Je suis détendu sur ce chemin où je n'ai pas besoin de regarder mes pieds à chaque pas pour me tenir en équilibre sur des rochers ou des racines. C'est vraiment plaisant de marcher naturellement sans être concentré à ne pas chuter. J'ai 10 km à faire et ce matin je vais utiliser les routes pour véhicules au maximum.
Le chemin carrossable se transforme d'ailleurs en route goudronnée. Je suis tellement bien que exceptionnellement je décide d'aller jusqu'à la ville par cette route. Avec l'humidité, il fait vraiment froid. Je ne quitte pas ma doudoune et, comme hier sous la grêle, je mets mes gants. Oui pour le 1er août, je suis équipé pour aller au ski et je n'ai pas bien chaud.
Alors que je descends vers la ville, je croise de plus en plus de véhicules qui en viennent et qui montent vers la montagne. Plus l'heure tourne plus le nombre de véhicules croît. Nous sommes Dimanche et les randonneurs se rendent sur les sites de marche. J'espère qu'ils ont prévu leurs vêtements de pluie.
J'ai enlevé le mode avion de mon smartphone pour appeler le plus tôt possible et réserver une chambre. Salardu est au pied d'un domaine skiable et le nombre de véhicules que je croise me laisse penser que la zone est aussi touristique en été qu'en hiver. Je ne souhaite pas recommencer l'expérience de Parzan et je détesterai finir au camping. Je voudrai me mettre "hors d'eau". Le premier hôtel que j'appelle a de la place et m'indique que même si la chambre se donne habituellement à 17h, elle va être nettoyée immédiatement pour qu'elle soit disponible dès que j'arrive. Quelle différence avec la France ! Je précise qu'il ne s'agit que d'un hôtel 2 étoiles et qu'on ne m'a même pas demandé le no de ma carte de crédit pour ne pas "m'éjecter".
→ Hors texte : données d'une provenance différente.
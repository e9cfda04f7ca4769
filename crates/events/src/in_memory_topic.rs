//! In-memory topic for tests/dev.

use std::sync::Mutex;
use std::sync::atomic::{AtomicBool, Ordering};

use async_trait::async_trait;
use tokio::sync::mpsc;

use crate::sink::{PublishError, TopicSink};

/// A message as it was handed to the topic.
#[derive(Debug, Clone, PartialEq, Eq)]
pub struct PublishedMessage<M> {
    pub key: String,
    pub message: M,
}

/// In-memory topic.
///
/// - Records every acknowledged message in publish order
/// - Best-effort fan-out to subscribers
/// - Can be switched into a failing mode to simulate an unavailable broker
#[derive(Debug)]
pub struct InMemoryTopic<M> {
    published: Mutex<Vec<PublishedMessage<M>>>,
    subscribers: Mutex<Vec<mpsc::UnboundedSender<PublishedMessage<M>>>>,
    failing: AtomicBool,
}

impl<M> Default for InMemoryTopic<M> {
    fn default() -> Self {
        Self {
            published: Mutex::new(Vec::new()),
            subscribers: Mutex::new(Vec::new()),
            failing: AtomicBool::new(false),
        }
    }
}

impl<M: Clone> InMemoryTopic<M> {
    pub fn new() -> Self {
        Self::default()
    }

    /// While `true`, every publish fails with [`PublishError::Unavailable`].
    pub fn set_failing(&self, failing: bool) {
        self.failing.store(failing, Ordering::SeqCst);
    }

    /// Snapshot of all acknowledged messages.
    pub fn published(&self) -> Vec<PublishedMessage<M>> {
        self.published
            .lock()
            .map(|p| p.clone())
            .unwrap_or_default()
    }

    pub fn len(&self) -> usize {
        self.published.lock().map(|p| p.len()).unwrap_or(0)
    }

    pub fn is_empty(&self) -> bool {
        self.len() == 0
    }

    /// Receive every message acknowledged after this call.
    pub fn subscribe(&self) -> mpsc::UnboundedReceiver<PublishedMessage<M>> {
        let (tx, rx) = mpsc::unbounded_channel();

        // A poisoned lock still yields a receiver; it just never gets messages.
        if let Ok(mut subs) = self.subscribers.lock() {
            subs.push(tx);
        }
        rx
    }
}

#[async_trait]
impl<M> TopicSink<M> for InMemoryTopic<M>
where
    M: Clone + Send + Sync + 'static,
{
    async fn publish(&self, key: &str, message: &M) -> Result<(), PublishError> {
        if self.failing.load(Ordering::SeqCst) {
            return Err(PublishError::Unavailable("in-memory topic is failing".to_string()));
        }

        let record = PublishedMessage {
            key: key.to_string(),
            message: message.clone(),
        };

        self.published
            .lock()
            .map_err(|_| PublishError::Unavailable("lock poisoned".to_string()))?
            .push(record.clone());

        if let Ok(mut subs) = self.subscribers.lock() {
            // Drop any dead subscribers while publishing.
            subs.retain(|tx| tx.send(record.clone()).is_ok());
        }

        Ok(())
    }
}

#[cfg(test)]
mod tests {
    use super::*;

    #[tokio::test]
    async fn records_and_fans_out_acknowledged_messages() {
        let topic = InMemoryTopic::<String>::new();
        let mut rx = topic.subscribe();

        topic.publish("k1", &"hello".to_string()).await.unwrap();

        assert_eq!(topic.len(), 1);
        let got = rx.recv().await.unwrap();
        assert_eq!(got.key, "k1");
        assert_eq!(got.message, "hello");
    }

    #[tokio::test]
    async fn failing_topic_rejects_without_recording() {
        let topic = InMemoryTopic::<u32>::new();
        topic.set_failing(true);
        assert!(matches!(
            topic.publish("k", &1).await,
            Err(PublishError::Unavailable(_))
        ));
        assert!(topic.is_empty());

        topic.set_failing(false);
        topic.publish("k", &2).await.unwrap();
        assert_eq!(topic.published()[0].message, 2);
    }
}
Je continue à descendre la vallée et je vois au loin un barrage. L'hydroélectricité est omniprésente des 2 côtés de la frontière. Je ne compte plus les barrages que j'ai vus dans les Pyrénées même dans les endroits les plus improbables.
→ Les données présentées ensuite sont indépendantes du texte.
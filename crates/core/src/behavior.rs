//! Entity behavior as an explicit value.
//!
//! A [`Behavior`] bundles the current state with the command handler table
//! and the event handler table that are active for that state. Switching
//! behavior (e.g. `open` → `checked out`) is done by an event handler that
//! returns a whole new `Behavior`; nothing is subclassed or mutated in place.

use std::collections::HashMap;
use std::sync::Arc;

use crate::entity::PersistentEntity;
use crate::error::DomainError;
use crate::id::EntityId;

/// Stable discriminant used to route commands and events to handlers.
pub trait Kind {
    fn kind(&self) -> &'static str;
}

/// What a command handler sees while deciding.
pub struct CommandContext<'a, E: PersistentEntity> {
    entity_id: &'a EntityId,
    state: &'a E::State,
}

impl<'a, E: PersistentEntity> CommandContext<'a, E> {
    pub fn new(entity_id: &'a EntityId, state: &'a E::State) -> Self {
        Self { entity_id, state }
    }

    pub fn entity_id(&self) -> &'a EntityId {
        self.entity_id
    }

    pub fn state(&self) -> &'a E::State {
        self.state
    }
}

type AfterPersist<E> =
    Box<dyn FnOnce(&<E as PersistentEntity>::State) -> <E as PersistentEntity>::Reply + Send>;

/// Outcome of a command handler.
pub enum Effect<E: PersistentEntity> {
    /// Reply without persisting anything.
    Reply(E::Reply),
    /// Reject the command (`InvalidCommand`); no persistence, no state change.
    Reject(String),
    /// Fail the command with a domain error; no persistence, no state change.
    Fail(DomainError),
    /// Persist all events atomically, then reply from the post-apply state.
    Persist {
        events: Vec<E::Event>,
        after: AfterPersist<E>,
    },
}

impl<E: PersistentEntity> Effect<E> {
    pub fn reply(reply: E::Reply) -> Self {
        Self::Reply(reply)
    }

    pub fn reject(msg: impl Into<String>) -> Self {
        Self::Reject(msg.into())
    }

    pub fn fail(err: DomainError) -> Self {
        Self::Fail(err)
    }

    /// Failure for a command that reached a handler registered for another kind.
    pub fn unhandled(command: &E::Command) -> Self {
        Self::Fail(DomainError::unhandled(E::ENTITY_TYPE, command.kind()))
    }

    pub fn persist<F>(event: E::Event, after: F) -> Self
    where
        F: FnOnce(&E::State) -> E::Reply + Send + 'static,
    {
        Self::persist_all(vec![event], after)
    }

    pub fn persist_all<F>(events: Vec<E::Event>, after: F) -> Self
    where
        F: FnOnce(&E::State) -> E::Reply + Send + 'static,
    {
        Self::Persist {
            events,
            after: Box::new(after),
        }
    }

    pub fn is_persist(&self) -> bool {
        matches!(self, Self::Persist { .. })
    }
}

impl<E: PersistentEntity> core::fmt::Debug for Effect<E> {
    fn fmt(&self, f: &mut core::fmt::Formatter<'_>) -> core::fmt::Result {
        match self {
            Self::Reply(r) => f.debug_tuple("Reply").field(r).finish(),
            Self::Reject(msg) => f.debug_tuple("Reject").field(msg).finish(),
            Self::Fail(err) => f.debug_tuple("Fail").field(err).finish(),
            Self::Persist { events, .. } => f.debug_struct("Persist").field("events", events).finish(),
        }
    }
}

type CommandHandlerFn<E> = Arc<
    dyn Fn(&<E as PersistentEntity>::Command, &CommandContext<'_, E>) -> Effect<E> + Send + Sync,
>;

enum EventHandler<E: PersistentEntity> {
    Evolve(Arc<dyn Fn(&E::Event, &E::State) -> E::State + Send + Sync>),
    Transition(Arc<dyn Fn(&E::Event, &Behavior<E>) -> Behavior<E> + Send + Sync>),
}

impl<E: PersistentEntity> Clone for EventHandler<E> {
    fn clone(&self) -> Self {
        match self {
            Self::Evolve(f) => Self::Evolve(f.clone()),
            Self::Transition(f) => Self::Transition(f.clone()),
        }
    }
}

/// State plus the handler tables active for it.
pub struct Behavior<E: PersistentEntity> {
    state: E::State,
    command_handlers: Arc<HashMap<&'static str, CommandHandlerFn<E>>>,
    event_handlers: Arc<HashMap<&'static str, EventHandler<E>>>,
}

impl<E: PersistentEntity> Clone for Behavior<E> {
    fn clone(&self) -> Self {
        Self {
            state: self.state.clone(),
            command_handlers: self.command_handlers.clone(),
            event_handlers: self.event_handlers.clone(),
        }
    }
}

impl<E: PersistentEntity> core::fmt::Debug for Behavior<E> {
    fn fmt(&self, f: &mut core::fmt::Formatter<'_>) -> core::fmt::Result {
        let mut commands: Vec<_> = self.command_handlers.keys().collect();
        commands.sort();
        let mut events: Vec<_> = self.event_handlers.keys().collect();
        events.sort();
        f.debug_struct("Behavior")
            .field("state", &self.state)
            .field("commands", &commands)
            .field("events", &events)
            .finish()
    }
}

impl<E: PersistentEntity> Behavior<E> {
    pub fn builder(state: E::State) -> BehaviorBuilder<E> {
        BehaviorBuilder {
            state,
            command_handlers: HashMap::new(),
            event_handlers: HashMap::new(),
        }
    }

    pub fn state(&self) -> &E::State {
        &self.state
    }

    pub fn into_state(self) -> E::State {
        self.state
    }

    /// Same handler tables, new state.
    pub fn with_state(&self, state: E::State) -> Self {
        Self {
            state,
            command_handlers: self.command_handlers.clone(),
            event_handlers: self.event_handlers.clone(),
        }
    }

    /// Builder seeded with this behavior's state and handler tables.
    pub fn to_builder(&self) -> BehaviorBuilder<E> {
        BehaviorBuilder {
            state: self.state.clone(),
            command_handlers: (*self.command_handlers).clone(),
            event_handlers: (*self.event_handlers).clone(),
        }
    }

    pub fn handles_command(&self, kind: &str) -> bool {
        self.command_handlers.contains_key(kind)
    }

    pub fn handles_event(&self, kind: &str) -> bool {
        self.event_handlers.contains_key(kind)
    }

    /// Decide what to do with a command. Never mutates the behavior.
    pub fn handle_command(&self, entity_id: &EntityId, command: &E::Command) -> Effect<E> {
        match self.command_handlers.get(command.kind()) {
            Some(handler) => handler(command, &CommandContext::new(entity_id, &self.state)),
            None => Effect::unhandled(command),
        }
    }

    /// Fold one event into the behavior.
    ///
    /// Events without a handler leave the behavior untouched.
    pub fn apply_event(self, event: &E::Event) -> Self {
        match self.event_handlers.get(event.kind()).cloned() {
            Some(EventHandler::Evolve(f)) => {
                let state = f(event, &self.state);
                Self { state, ..self }
            }
            Some(EventHandler::Transition(f)) => f(event, &self),
            None => self,
        }
    }

    /// Fold a sequence of events in order.
    pub fn replay<'a, I>(self, events: I) -> Self
    where
        I: IntoIterator<Item = &'a E::Event>,
        E::Event: 'a,
    {
        events.into_iter().fold(self, Behavior::apply_event)
    }
}

/// Assembles the handler tables of a [`Behavior`].
pub struct BehaviorBuilder<E: PersistentEntity> {
    state: E::State,
    command_handlers: HashMap<&'static str, CommandHandlerFn<E>>,
    event_handlers: HashMap<&'static str, EventHandler<E>>,
}

impl<E: PersistentEntity> BehaviorBuilder<E> {
    pub fn set_command_handler<F>(mut self, kind: &'static str, handler: F) -> Self
    where
        F: Fn(&E::Command, &CommandContext<'_, E>) -> Effect<E> + Send + Sync + 'static,
    {
        self.command_handlers.insert(kind, Arc::new(handler));
        self
    }

    /// Handler that may only reply (or fail); it can never persist.
    pub fn set_read_only_command_handler<F>(self, kind: &'static str, handler: F) -> Self
    where
        F: Fn(&E::Command, &CommandContext<'_, E>) -> Result<E::Reply, DomainError>
            + Send
            + Sync
            + 'static,
    {
        self.set_command_handler(kind, move |cmd, ctx| match handler(cmd, ctx) {
            Ok(reply) => Effect::Reply(reply),
            Err(err) => Effect::Fail(err),
        })
    }

    pub fn remove_command_handler(mut self, kind: &str) -> Self {
        self.command_handlers.remove(kind);
        self
    }

    pub fn set_event_handler<F>(mut self, kind: &'static str, handler: F) -> Self
    where
        F: Fn(&E::Event, &E::State) -> E::State + Send + Sync + 'static,
    {
        self.event_handlers
            .insert(kind, EventHandler::Evolve(Arc::new(handler)));
        self
    }

    /// Event handler that returns the next behavior as a whole.
    pub fn set_event_handler_changing_behavior<F>(mut self, kind: &'static str, handler: F) -> Self
    where
        F: Fn(&E::Event, &Behavior<E>) -> Behavior<E> + Send + Sync + 'static,
    {
        self.event_handlers
            .insert(kind, EventHandler::Transition(Arc::new(handler)));
        self
    }

    pub fn build(self) -> Behavior<E> {
        Behavior {
            state: self.state,
            command_handlers: Arc::new(self.command_handlers),
            event_handlers: Arc::new(self.event_handlers),
        }
    }
}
Bientôt c'est la station de ski que j'aperçois. Je suis étonné par ce complexe propret et de bon goût.
Je suppose qu'il s'agit d'une station de luxe côté Espagnol.
La ville de Salardu est aussi très belle tout en pierre. Tout est nickel et je me croirais presque en Suisse si les plaques des voitures n'étaient toutes espagnoles.
Je suis content d'arriver car j'ai surestimé ma capacité à pouvoir supporter de manger du goudron. J'ai croisé bien trop de véhicules. Le soleil a aussi fait son apparition ce qui ne fait pas bon ménage avec le goudron.
Je sens mon sac qui commence à sécher alors que jusqu'à maintenant il s'egouttait sur mes jambes à chacun de mes pas. Sensation particulièrement désagréable s'il en est.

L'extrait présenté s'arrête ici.